[Saved data entries]
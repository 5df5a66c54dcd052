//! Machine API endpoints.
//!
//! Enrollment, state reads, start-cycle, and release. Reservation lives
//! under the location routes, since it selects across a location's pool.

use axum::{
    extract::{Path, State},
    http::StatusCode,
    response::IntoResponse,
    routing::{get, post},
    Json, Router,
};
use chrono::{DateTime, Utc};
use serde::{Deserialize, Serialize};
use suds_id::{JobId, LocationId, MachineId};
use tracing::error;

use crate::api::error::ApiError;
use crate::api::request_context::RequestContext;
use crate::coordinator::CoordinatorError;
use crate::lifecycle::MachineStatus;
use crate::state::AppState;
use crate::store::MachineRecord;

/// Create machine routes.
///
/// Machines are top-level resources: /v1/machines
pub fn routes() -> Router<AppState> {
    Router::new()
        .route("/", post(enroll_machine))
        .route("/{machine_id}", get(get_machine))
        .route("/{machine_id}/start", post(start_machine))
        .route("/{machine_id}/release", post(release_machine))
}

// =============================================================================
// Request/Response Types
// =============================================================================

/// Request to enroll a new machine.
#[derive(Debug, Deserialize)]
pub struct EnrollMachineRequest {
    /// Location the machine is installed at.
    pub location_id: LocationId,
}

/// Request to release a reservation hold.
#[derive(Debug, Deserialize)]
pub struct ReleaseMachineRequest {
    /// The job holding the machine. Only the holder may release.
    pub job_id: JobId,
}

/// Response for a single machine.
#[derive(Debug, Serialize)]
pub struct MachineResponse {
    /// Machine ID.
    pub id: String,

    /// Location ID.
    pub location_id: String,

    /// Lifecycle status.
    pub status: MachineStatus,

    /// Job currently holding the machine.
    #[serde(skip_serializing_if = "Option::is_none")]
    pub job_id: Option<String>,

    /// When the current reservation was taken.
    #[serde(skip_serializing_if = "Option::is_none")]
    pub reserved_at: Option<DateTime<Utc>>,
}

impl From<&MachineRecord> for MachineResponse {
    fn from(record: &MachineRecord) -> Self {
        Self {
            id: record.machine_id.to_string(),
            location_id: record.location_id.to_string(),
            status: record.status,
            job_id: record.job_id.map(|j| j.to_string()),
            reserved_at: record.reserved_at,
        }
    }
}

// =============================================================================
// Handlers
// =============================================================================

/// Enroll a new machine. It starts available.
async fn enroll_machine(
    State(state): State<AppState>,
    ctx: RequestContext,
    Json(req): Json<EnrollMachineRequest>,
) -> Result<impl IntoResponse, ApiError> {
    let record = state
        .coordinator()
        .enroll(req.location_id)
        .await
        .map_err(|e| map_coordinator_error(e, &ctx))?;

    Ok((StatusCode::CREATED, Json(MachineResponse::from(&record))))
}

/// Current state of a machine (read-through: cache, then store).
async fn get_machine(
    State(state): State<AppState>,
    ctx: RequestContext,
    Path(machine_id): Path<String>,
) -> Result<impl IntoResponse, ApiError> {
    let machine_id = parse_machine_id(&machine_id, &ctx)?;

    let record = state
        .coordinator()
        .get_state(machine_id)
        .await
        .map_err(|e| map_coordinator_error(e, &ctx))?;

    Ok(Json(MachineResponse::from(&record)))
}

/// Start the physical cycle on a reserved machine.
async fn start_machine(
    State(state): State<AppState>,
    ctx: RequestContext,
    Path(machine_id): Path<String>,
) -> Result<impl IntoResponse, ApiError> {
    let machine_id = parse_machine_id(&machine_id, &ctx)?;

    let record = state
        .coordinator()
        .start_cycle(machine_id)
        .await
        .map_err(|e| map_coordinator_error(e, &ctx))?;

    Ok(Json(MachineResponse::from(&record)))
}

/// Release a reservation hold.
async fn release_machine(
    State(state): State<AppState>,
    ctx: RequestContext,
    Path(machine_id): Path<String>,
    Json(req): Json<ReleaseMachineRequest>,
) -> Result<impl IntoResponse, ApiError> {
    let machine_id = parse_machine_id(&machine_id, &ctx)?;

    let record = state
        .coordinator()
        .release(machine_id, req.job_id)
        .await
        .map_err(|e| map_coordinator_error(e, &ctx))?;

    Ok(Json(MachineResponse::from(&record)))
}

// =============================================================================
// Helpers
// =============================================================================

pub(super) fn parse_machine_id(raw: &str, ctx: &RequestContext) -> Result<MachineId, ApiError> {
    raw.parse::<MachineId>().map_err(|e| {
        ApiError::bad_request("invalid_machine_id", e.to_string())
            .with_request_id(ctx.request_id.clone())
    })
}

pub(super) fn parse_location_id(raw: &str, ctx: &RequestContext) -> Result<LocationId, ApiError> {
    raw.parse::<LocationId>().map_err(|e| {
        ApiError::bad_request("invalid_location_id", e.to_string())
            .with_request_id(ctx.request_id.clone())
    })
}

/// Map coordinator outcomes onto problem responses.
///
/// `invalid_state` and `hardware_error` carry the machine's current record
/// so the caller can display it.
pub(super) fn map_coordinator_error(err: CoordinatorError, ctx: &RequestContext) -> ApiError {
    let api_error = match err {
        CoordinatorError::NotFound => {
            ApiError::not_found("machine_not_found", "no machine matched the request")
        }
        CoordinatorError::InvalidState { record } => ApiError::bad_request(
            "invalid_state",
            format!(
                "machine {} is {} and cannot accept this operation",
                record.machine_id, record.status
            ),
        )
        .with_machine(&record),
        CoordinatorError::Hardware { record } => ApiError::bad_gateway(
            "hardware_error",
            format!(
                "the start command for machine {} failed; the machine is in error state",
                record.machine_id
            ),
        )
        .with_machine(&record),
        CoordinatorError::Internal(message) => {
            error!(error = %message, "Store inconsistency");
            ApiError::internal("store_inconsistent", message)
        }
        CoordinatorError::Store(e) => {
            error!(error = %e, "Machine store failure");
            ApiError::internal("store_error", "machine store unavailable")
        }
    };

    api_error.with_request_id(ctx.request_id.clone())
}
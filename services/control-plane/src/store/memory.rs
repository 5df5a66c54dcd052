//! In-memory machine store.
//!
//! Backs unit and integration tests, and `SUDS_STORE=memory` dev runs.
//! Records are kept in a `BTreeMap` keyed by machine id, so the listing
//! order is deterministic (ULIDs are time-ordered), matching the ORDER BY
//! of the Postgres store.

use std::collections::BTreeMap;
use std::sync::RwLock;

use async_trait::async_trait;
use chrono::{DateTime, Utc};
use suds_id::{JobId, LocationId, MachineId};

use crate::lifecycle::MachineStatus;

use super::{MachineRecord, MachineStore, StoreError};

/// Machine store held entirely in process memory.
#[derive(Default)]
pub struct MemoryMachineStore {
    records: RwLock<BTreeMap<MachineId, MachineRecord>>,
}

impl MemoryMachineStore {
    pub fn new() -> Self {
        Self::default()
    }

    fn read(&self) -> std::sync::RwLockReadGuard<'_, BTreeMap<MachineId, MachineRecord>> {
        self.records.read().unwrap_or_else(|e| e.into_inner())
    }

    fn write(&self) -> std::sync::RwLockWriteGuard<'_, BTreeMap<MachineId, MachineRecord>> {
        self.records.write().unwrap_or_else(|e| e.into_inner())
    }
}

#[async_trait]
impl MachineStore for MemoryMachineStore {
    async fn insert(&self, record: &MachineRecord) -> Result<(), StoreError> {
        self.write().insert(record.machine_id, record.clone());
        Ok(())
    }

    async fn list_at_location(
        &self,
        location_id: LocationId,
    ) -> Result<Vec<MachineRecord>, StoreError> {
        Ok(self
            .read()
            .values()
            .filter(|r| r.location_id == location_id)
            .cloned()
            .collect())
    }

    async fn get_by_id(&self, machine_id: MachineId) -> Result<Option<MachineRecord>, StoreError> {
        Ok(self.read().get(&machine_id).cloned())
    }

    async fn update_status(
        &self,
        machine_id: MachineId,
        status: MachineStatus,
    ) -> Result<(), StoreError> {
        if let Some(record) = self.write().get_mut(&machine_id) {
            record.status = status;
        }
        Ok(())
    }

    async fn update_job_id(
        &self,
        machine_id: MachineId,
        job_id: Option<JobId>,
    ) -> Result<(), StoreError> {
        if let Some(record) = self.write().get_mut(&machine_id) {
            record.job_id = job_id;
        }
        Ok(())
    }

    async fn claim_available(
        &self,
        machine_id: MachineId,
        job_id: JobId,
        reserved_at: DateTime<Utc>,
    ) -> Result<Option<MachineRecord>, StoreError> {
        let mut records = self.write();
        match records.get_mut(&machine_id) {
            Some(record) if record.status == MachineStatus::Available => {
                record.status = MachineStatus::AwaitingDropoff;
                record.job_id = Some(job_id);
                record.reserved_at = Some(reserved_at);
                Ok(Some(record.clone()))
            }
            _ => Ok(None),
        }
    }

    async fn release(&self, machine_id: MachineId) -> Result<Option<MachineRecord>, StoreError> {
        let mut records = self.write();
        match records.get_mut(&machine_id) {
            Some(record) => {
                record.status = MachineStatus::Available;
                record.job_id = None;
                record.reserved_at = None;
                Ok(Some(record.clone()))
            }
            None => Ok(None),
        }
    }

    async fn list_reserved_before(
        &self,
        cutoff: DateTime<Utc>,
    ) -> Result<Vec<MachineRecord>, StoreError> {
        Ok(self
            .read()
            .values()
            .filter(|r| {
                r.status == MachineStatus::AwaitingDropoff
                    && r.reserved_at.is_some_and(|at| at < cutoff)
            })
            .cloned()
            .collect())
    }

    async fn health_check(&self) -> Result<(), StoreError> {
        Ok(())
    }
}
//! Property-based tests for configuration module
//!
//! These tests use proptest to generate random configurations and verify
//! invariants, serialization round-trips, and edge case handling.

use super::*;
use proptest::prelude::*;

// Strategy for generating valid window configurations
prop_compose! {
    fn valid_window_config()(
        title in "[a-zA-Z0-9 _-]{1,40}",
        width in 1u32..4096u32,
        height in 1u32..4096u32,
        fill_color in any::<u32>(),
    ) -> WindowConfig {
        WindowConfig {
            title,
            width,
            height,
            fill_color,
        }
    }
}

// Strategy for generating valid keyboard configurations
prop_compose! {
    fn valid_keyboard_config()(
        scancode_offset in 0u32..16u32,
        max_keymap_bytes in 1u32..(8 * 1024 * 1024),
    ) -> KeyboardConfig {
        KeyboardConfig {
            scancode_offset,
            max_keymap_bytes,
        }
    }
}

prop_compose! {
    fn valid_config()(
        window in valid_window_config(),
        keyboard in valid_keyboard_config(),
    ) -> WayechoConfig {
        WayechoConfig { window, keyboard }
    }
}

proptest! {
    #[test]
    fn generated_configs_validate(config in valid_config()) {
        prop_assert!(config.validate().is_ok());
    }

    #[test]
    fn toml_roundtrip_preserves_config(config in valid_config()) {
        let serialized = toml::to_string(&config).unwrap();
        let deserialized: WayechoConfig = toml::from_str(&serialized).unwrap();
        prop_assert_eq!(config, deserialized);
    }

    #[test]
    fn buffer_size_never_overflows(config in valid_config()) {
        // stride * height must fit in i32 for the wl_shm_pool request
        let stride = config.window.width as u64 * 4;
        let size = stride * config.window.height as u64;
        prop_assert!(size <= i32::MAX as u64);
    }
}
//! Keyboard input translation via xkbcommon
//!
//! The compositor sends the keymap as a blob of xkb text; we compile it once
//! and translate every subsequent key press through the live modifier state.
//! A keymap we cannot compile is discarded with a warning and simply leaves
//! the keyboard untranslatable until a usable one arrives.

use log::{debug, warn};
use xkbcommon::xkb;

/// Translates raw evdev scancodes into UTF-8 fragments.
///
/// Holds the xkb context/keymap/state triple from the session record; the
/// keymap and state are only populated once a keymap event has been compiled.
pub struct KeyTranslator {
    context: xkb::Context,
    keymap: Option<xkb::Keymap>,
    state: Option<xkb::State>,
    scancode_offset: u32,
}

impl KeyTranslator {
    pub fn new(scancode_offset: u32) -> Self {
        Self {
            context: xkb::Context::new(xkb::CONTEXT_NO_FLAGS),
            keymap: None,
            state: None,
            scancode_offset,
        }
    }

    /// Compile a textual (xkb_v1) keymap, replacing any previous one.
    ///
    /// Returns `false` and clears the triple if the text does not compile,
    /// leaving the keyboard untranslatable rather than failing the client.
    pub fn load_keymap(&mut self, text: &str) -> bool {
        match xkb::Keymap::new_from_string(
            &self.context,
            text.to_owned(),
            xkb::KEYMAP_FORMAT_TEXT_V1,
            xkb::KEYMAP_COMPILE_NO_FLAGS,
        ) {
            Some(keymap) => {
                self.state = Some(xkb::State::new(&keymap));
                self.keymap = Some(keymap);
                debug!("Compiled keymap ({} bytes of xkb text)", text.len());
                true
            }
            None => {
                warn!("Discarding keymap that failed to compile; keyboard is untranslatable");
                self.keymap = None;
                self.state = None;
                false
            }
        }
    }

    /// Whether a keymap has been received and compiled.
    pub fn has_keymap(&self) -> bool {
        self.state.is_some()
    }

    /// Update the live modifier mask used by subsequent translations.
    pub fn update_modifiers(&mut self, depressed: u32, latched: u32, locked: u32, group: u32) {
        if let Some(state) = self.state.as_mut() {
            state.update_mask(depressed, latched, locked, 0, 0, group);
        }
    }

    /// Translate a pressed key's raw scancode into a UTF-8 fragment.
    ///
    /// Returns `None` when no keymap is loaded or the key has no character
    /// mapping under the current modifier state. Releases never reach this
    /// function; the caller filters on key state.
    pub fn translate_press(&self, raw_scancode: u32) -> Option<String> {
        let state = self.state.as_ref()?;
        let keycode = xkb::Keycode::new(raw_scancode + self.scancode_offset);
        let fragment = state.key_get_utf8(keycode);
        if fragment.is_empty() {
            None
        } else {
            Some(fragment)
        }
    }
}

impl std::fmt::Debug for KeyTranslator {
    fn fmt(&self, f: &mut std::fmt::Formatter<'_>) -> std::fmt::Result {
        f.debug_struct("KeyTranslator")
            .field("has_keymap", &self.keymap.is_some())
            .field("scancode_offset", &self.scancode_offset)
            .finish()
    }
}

**What you have to do:**
Lines that contain "holding" are to be copied from the records above.

**Task solution:**
    /// The job holding the machine. Only the holder may release.
    /// Job currently holding the machine.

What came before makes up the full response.